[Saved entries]

_ _ _

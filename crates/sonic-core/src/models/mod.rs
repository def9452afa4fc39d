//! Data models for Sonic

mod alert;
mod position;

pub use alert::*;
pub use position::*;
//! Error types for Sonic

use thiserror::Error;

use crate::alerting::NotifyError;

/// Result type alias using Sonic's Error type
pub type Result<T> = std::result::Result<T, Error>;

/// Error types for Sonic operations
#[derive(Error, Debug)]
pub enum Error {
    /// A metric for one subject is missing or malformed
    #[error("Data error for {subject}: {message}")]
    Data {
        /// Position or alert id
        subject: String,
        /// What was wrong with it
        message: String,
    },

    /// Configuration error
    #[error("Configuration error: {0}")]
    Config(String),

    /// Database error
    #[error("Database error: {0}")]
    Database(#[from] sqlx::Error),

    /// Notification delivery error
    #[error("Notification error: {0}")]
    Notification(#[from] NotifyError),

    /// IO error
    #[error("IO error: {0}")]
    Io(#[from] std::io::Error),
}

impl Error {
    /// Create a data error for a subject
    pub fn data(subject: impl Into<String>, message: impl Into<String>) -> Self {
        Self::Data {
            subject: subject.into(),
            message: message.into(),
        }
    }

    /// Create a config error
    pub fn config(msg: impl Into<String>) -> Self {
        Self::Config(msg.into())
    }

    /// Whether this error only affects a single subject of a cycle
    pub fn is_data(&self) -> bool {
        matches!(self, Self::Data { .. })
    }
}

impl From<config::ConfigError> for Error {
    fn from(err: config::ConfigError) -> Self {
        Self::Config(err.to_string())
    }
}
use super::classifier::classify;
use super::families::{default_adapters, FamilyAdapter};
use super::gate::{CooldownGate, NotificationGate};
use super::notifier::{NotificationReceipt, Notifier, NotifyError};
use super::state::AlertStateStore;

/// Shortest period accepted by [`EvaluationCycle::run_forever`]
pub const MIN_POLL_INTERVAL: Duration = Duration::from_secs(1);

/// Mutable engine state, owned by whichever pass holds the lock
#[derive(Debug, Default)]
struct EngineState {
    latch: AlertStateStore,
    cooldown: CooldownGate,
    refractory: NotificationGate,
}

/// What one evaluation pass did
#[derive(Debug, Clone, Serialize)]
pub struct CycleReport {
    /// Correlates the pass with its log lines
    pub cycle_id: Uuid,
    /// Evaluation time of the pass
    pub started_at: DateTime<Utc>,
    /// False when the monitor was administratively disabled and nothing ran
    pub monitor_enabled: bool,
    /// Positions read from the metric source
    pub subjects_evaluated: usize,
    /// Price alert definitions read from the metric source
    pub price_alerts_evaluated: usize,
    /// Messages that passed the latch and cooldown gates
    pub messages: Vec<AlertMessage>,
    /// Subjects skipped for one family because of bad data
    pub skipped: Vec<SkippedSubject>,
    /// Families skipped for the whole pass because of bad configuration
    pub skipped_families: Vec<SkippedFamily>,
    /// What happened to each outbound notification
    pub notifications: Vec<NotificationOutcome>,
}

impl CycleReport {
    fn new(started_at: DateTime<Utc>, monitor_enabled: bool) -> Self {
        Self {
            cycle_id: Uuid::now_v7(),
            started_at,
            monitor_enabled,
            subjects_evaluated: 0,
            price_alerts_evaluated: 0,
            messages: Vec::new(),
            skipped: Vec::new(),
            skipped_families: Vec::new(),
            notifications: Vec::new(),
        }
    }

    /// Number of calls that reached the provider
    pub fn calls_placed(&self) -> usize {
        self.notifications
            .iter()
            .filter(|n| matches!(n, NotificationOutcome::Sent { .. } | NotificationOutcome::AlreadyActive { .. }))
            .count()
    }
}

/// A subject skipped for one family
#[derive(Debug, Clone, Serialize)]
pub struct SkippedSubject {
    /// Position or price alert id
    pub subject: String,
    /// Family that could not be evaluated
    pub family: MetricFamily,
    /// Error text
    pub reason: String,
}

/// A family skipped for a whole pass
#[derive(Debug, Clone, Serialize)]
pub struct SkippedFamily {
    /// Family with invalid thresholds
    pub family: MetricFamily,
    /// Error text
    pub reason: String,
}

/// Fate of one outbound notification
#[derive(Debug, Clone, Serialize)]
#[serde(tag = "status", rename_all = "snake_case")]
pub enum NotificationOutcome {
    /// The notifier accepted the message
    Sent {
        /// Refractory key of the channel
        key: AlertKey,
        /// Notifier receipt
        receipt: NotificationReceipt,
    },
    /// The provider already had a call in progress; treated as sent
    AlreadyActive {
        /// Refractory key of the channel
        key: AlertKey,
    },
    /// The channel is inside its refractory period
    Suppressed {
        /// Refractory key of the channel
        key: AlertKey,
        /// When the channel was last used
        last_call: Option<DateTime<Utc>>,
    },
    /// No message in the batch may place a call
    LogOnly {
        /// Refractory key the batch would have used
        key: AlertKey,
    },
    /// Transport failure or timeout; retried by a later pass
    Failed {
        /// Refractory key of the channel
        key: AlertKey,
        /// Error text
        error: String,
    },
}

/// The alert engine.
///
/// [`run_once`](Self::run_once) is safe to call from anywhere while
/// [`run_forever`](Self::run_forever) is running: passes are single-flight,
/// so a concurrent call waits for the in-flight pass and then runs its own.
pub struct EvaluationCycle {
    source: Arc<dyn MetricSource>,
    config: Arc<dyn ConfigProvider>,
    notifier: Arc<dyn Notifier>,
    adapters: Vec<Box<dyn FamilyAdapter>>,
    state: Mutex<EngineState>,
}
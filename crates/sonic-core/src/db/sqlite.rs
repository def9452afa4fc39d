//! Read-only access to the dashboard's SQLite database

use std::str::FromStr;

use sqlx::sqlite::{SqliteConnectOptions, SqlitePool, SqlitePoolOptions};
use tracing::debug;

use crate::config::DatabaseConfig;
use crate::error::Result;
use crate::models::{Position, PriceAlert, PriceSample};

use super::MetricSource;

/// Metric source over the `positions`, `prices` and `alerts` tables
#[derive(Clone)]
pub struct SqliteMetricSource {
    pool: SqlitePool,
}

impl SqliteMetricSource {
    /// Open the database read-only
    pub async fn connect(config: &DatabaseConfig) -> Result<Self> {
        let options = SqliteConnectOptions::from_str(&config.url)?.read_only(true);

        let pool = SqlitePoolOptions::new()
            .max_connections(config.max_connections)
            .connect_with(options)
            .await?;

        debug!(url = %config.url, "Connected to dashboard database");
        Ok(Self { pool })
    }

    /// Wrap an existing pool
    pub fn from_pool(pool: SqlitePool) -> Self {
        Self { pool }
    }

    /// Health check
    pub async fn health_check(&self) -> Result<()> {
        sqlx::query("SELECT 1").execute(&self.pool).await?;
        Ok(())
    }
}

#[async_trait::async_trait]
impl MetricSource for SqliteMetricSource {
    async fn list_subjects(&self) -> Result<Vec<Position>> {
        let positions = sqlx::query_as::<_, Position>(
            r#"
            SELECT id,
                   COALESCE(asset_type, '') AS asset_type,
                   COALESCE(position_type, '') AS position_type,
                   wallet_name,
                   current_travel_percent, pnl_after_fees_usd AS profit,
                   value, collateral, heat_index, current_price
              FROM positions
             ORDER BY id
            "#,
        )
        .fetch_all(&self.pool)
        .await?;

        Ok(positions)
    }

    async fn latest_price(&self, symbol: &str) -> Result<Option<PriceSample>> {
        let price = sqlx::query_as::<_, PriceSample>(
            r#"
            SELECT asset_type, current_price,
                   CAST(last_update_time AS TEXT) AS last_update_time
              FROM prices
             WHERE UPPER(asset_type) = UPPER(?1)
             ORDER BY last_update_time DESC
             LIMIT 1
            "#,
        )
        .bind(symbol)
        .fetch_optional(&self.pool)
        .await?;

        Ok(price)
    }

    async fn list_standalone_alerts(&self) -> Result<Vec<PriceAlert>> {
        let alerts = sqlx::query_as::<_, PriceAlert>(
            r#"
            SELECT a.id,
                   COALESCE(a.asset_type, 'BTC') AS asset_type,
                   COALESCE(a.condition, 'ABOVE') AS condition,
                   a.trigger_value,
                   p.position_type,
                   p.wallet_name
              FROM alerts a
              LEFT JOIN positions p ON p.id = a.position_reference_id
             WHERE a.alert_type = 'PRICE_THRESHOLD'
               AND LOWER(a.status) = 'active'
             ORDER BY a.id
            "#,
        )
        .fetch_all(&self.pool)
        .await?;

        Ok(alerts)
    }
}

_ _ _

[Required action] Copy the entries word for word. Start at the first line and end with the line containing "pub enum Error".

[Solution for this task]
filename crates/sonic-core/src/models/mod.rs
repository def9452afa4fc39d
//! Data models for Sonic

mod alert;
mod position;

pub use alert::*;
pub use position::*;
//! Error types for Sonic

use thiserror::Error;

use crate::alerting::NotifyError;

/// Result type alias using Sonic's Error type
pub type Result<T> = std::result::Result<T, Error>;

/// Error types for Sonic operations
#[derive(Error, Debug)]
pub enum Error {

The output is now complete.